## WHAT TO WORK ON
Copy each line of the data below with the word "backoff".

## RECORDED DATA
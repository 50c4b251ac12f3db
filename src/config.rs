//! `ProviderOptions` (§6): everything the engine needs to be constructed,
//! gathered by the caller (no implicit environment reads). Built the way the
//! corpus's CLI config types are: a plain struct assembled by a builder, not
//! a `config`-crate layered merge (this engine has no file/env sources to
//! merge; see Non-goals).

use crate::adapter::Adapter;
use crate::backoff::BackoffSchedule;
use crate::model::{PrefixWatcher, Selector, Watcher};
use crate::refresh_engine::Mapper;
use std::time::Duration;

const DEFAULT_STARTUP_TIMEOUT: Duration = Duration::from_secs(100);

/// Minimal `Endpoint=...;Id=...;Secret=...` connection-string extraction.
/// Full credential parsing (HMAC secret, id) is out of scope; only the
/// endpoint is needed to seed the replica registry.
#[must_use]
pub fn endpoint_from_connection_string(connection_string: &str) -> Option<String> {
    connection_string.split(';').find_map(|part| part.strip_prefix("Endpoint=")).map(str::to_string)
}

pub struct ProviderOptions {
    pub endpoints: Vec<String>,
    pub selectors: Vec<Selector>,
    pub change_watchers: Vec<Watcher>,
    pub prefix_watchers: Vec<PrefixWatcher>,
    pub mappers: Vec<Mapper>,
    pub key_prefixes: Vec<String>,
    pub adapters: Vec<Box<dyn Adapter>>,
    pub startup_timeout: Duration,
    pub optional: bool,
    /// Wraps each replica attempt in a `tracing::Span` naming the endpoint
    /// and operation, consumed by `FailoverExecutor::execute`.
    pub request_tracing_enabled: bool,
    pub backoff: BackoffSchedule,
}

impl Default for ProviderOptions {
    fn default() -> Self {
        Self {
            endpoints: Vec::new(),
            selectors: vec![Selector::default()],
            change_watchers: Vec::new(),
            prefix_watchers: Vec::new(),
            mappers: Vec::new(),
            key_prefixes: Vec::new(),
            adapters: Vec::new(),
            startup_timeout: DEFAULT_STARTUP_TIMEOUT,
            optional: false,
            request_tracing_enabled: false,
            backoff: BackoffSchedule::default(),
        }
    }
}

/// Fluent builder matching the shape of the corpus's `K8sClientConfig`
/// builder (`k8s/cache/config.rs`): small with-methods over a plain struct,
/// no derive-builder machinery.
pub struct ProviderOptionsBuilder {
    options: ProviderOptions,
}

impl ProviderOptionsBuilder {
    #[must_use]
    pub fn new() -> Self {
        Self { options: ProviderOptions::default() }
    }

    #[must_use]
    pub fn endpoint(mut self, endpoint: impl Into<String>) -> Self {
        self.options.endpoints.push(endpoint.into());
        self
    }

    #[must_use]
    pub fn connection_string(mut self, connection_string: &str) -> Self {
        if let Some(endpoint) = endpoint_from_connection_string(connection_string) {
            self.options.endpoints.push(endpoint);
        }
        self
    }

    #[must_use]
    pub fn select(mut self, selector: Selector) -> Self {
        if self.options.selectors.len() == 1 && self.options.selectors[0] == Selector::default() {
            self.options.selectors.clear();
        }
        self.options.selectors.push(selector);
        self
    }

    #[must_use]
    pub fn watch(mut self, watcher: Watcher) -> Self {
        self.options.change_watchers.push(watcher);
        self
    }

    #[must_use]
    pub fn watch_prefix(mut self, watcher: PrefixWatcher) -> Self {
        self.options.prefix_watchers.push(watcher);
        self
    }

    #[must_use]
    pub fn map(mut self, mapper: Mapper) -> Self {
        self.options.mappers.push(mapper);
        self
    }

    #[must_use]
    pub fn trim_key_prefix(mut self, prefix: impl Into<String>) -> Self {
        self.options.key_prefixes.push(prefix.into());
        self
    }

    #[must_use]
    pub fn adapter(mut self, adapter: Box<dyn Adapter>) -> Self {
        self.options.adapters.push(adapter);
        self
    }

    #[must_use]
    pub const fn startup_timeout(mut self, timeout: Duration) -> Self {
        self.options.startup_timeout = timeout;
        self
    }

    #[must_use]
    pub const fn optional(mut self, optional: bool) -> Self {
        self.options.optional = optional;
        self
    }

    #[must_use]
    pub const fn request_tracing_enabled(mut self, enabled: bool) -> Self {
        self.options.request_tracing_enabled = enabled;
        self
    }

    #[must_use]
    pub fn backoff(mut self, backoff: BackoffSchedule) -> Self {
        self.options.backoff = backoff;
        self
    }

    #[must_use]
    pub fn build(self) -> ProviderOptions {
        self.options
    }
}

impl Default for ProviderOptionsBuilder {
    fn default() -> Self {
        Self::new()
    }
}

#[cfg(test)]
mod tests {
    use super::*;

    #[test]
    fn connection_string_extracts_endpoint() {
        let cs = "Endpoint=https://cfg.example.com;Id=abc;Secret=xyz";
        assert_eq!(endpoint_from_connection_string(cs), Some("https://cfg.example.com".to_string()));
    }

    #[test]
    fn builder_accumulates_endpoints_and_selectors() {
        let opts = ProviderOptionsBuilder::new()
            .endpoint("https://a.example.com")
            .endpoint("https://b.example.com")
            .select(Selector { key_filter: "app/*".into(), label_filter: None, snapshot_name: None })
            .startup_timeout(Duration::from_secs(10))
            .build();

        assert_eq!(opts.endpoints.len(), 2);
        assert_eq!(opts.selectors.len(), 1);
        assert_eq!(opts.startup_timeout, Duration::from_secs(10));
    }

    #[test]
    fn request_tracing_enabled_defaults_off_and_is_settable() {
        assert!(!ProviderOptions::default().request_tracing_enabled);
        let opts = ProviderOptionsBuilder::new().request_tracing_enabled(true).build();
        assert!(opts.request_tracing_enabled);
    }
}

## RESULT OF THE EXERCISE
use crate::backoff::BackoffSchedule;
    pub backoff: BackoffSchedule,
            backoff: BackoffSchedule::default(),
    pub fn backoff(mut self, backoff: BackoffSchedule) -> Self {
        self.options.backoff = backoff;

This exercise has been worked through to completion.